* [TASK STATEMENT]: Report back each line of the data that contains the word "HTTP".

Source data

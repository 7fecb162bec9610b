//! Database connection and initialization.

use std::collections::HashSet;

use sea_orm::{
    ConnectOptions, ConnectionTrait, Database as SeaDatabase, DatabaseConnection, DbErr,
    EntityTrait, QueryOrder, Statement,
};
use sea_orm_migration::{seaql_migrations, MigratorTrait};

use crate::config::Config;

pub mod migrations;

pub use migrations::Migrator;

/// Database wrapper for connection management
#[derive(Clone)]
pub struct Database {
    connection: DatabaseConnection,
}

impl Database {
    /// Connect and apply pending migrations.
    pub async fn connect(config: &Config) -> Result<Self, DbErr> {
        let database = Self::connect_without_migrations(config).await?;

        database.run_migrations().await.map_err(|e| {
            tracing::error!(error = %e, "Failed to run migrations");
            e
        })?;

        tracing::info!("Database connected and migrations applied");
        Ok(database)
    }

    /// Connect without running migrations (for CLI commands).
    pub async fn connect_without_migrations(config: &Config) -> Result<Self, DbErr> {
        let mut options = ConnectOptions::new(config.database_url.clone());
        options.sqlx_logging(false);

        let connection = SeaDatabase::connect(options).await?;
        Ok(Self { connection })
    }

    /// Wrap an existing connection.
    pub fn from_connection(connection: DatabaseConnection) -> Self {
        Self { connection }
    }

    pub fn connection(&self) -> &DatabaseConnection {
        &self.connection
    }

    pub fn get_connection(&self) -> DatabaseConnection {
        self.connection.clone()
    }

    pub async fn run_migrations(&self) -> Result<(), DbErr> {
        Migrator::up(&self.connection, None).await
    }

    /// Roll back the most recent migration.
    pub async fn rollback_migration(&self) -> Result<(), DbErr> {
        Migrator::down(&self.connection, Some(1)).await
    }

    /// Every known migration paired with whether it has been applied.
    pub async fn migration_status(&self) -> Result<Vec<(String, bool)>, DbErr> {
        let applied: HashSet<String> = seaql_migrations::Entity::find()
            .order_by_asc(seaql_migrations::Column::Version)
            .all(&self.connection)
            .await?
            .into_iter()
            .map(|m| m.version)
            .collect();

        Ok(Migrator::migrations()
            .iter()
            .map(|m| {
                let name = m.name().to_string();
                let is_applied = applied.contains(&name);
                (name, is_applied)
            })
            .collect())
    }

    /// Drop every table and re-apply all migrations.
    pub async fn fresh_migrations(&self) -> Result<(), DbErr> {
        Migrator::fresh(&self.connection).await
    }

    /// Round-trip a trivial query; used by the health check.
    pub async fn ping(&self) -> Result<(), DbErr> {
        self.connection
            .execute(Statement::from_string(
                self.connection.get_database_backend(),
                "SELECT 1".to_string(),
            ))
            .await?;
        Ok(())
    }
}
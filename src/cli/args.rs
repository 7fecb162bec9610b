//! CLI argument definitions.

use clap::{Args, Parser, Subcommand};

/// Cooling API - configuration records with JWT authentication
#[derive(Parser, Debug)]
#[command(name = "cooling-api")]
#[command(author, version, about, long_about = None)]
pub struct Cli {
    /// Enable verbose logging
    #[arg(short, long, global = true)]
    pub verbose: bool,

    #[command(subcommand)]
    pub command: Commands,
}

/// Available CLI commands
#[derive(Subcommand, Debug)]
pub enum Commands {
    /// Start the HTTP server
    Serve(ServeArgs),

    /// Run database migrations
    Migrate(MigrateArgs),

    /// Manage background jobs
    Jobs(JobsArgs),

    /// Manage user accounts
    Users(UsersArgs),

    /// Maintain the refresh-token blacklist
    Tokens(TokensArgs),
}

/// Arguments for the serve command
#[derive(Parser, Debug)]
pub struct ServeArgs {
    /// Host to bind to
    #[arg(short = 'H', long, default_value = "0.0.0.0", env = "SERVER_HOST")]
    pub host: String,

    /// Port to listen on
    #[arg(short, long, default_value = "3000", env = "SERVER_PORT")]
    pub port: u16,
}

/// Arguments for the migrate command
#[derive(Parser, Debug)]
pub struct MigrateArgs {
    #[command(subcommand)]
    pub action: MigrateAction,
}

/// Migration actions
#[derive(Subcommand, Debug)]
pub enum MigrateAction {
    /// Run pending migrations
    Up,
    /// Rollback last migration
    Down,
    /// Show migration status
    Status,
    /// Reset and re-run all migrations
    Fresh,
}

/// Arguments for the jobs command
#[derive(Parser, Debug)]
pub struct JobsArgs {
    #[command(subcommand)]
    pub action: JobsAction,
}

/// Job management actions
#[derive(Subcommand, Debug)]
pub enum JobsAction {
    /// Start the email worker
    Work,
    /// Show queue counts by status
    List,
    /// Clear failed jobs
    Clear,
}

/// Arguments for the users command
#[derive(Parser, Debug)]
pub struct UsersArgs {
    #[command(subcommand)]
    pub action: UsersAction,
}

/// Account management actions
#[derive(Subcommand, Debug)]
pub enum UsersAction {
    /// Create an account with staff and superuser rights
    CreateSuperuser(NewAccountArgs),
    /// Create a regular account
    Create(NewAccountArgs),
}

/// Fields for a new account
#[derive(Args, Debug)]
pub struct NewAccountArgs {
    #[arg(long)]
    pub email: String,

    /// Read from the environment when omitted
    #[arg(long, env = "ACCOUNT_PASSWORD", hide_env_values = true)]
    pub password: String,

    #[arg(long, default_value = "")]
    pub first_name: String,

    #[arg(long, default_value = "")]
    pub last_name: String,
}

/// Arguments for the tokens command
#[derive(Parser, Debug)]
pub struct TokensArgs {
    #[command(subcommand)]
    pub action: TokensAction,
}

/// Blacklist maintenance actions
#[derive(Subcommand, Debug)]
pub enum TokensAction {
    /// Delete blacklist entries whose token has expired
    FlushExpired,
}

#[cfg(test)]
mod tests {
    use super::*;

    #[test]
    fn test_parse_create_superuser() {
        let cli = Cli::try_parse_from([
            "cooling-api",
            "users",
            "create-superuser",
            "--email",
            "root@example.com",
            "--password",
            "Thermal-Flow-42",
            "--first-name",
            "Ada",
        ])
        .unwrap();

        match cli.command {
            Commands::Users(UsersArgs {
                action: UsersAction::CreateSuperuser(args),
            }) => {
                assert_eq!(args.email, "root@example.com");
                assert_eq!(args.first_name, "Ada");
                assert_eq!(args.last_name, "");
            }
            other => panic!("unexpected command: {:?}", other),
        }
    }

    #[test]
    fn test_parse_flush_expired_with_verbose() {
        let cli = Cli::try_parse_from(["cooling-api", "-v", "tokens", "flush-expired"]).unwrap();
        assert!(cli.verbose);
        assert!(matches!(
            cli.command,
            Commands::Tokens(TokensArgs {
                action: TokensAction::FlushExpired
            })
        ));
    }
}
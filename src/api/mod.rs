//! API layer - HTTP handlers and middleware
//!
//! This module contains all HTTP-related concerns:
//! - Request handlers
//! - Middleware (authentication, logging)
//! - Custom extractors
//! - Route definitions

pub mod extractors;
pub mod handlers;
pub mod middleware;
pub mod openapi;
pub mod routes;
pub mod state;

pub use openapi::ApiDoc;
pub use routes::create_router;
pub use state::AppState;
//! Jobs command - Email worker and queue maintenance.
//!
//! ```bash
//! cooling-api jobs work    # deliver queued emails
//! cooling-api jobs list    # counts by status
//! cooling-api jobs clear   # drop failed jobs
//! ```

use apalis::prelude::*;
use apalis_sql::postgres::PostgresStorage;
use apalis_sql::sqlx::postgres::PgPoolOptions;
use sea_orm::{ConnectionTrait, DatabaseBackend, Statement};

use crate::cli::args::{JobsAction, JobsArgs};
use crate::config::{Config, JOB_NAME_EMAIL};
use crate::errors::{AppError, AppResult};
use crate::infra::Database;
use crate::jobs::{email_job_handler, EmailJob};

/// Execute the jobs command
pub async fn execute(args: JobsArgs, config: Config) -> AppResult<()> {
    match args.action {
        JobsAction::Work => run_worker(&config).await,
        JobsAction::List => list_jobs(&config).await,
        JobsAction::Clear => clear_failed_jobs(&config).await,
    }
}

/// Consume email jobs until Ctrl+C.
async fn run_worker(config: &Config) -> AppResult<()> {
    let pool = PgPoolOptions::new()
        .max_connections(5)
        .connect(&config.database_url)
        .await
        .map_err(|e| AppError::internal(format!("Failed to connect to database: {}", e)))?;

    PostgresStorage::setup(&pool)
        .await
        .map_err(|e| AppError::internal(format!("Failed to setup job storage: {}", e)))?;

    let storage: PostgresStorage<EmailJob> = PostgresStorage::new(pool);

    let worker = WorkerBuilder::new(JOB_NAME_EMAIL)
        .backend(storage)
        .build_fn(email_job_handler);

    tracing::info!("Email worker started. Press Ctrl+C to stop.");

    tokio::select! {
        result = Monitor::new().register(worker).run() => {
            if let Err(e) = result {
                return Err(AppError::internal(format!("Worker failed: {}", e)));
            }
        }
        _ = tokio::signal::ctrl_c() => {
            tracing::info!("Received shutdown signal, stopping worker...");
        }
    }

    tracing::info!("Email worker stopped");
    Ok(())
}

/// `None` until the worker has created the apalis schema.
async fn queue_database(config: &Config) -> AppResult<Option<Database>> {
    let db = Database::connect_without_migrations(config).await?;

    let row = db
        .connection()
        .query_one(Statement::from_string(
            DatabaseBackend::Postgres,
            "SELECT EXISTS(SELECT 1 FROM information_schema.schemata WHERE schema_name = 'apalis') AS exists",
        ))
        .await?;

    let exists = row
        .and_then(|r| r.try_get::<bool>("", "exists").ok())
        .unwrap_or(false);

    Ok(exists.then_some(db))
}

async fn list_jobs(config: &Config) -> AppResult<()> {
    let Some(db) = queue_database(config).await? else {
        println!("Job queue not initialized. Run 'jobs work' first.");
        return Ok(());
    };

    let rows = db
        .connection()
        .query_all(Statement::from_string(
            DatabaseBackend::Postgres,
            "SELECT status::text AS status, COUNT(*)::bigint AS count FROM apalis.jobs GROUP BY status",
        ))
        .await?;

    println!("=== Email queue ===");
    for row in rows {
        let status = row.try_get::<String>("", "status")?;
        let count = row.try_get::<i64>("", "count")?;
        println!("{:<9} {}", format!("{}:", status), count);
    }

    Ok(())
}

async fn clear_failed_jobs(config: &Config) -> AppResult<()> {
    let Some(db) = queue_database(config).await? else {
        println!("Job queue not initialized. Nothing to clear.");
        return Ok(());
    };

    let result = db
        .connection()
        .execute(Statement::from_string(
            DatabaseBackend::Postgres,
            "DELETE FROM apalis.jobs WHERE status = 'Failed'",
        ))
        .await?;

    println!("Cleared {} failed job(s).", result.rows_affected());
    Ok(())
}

* [OUTPUT]:
    /// Start the HTTP server
//! API layer - HTTP handlers and middleware
//! This module contains all HTTP-related concerns:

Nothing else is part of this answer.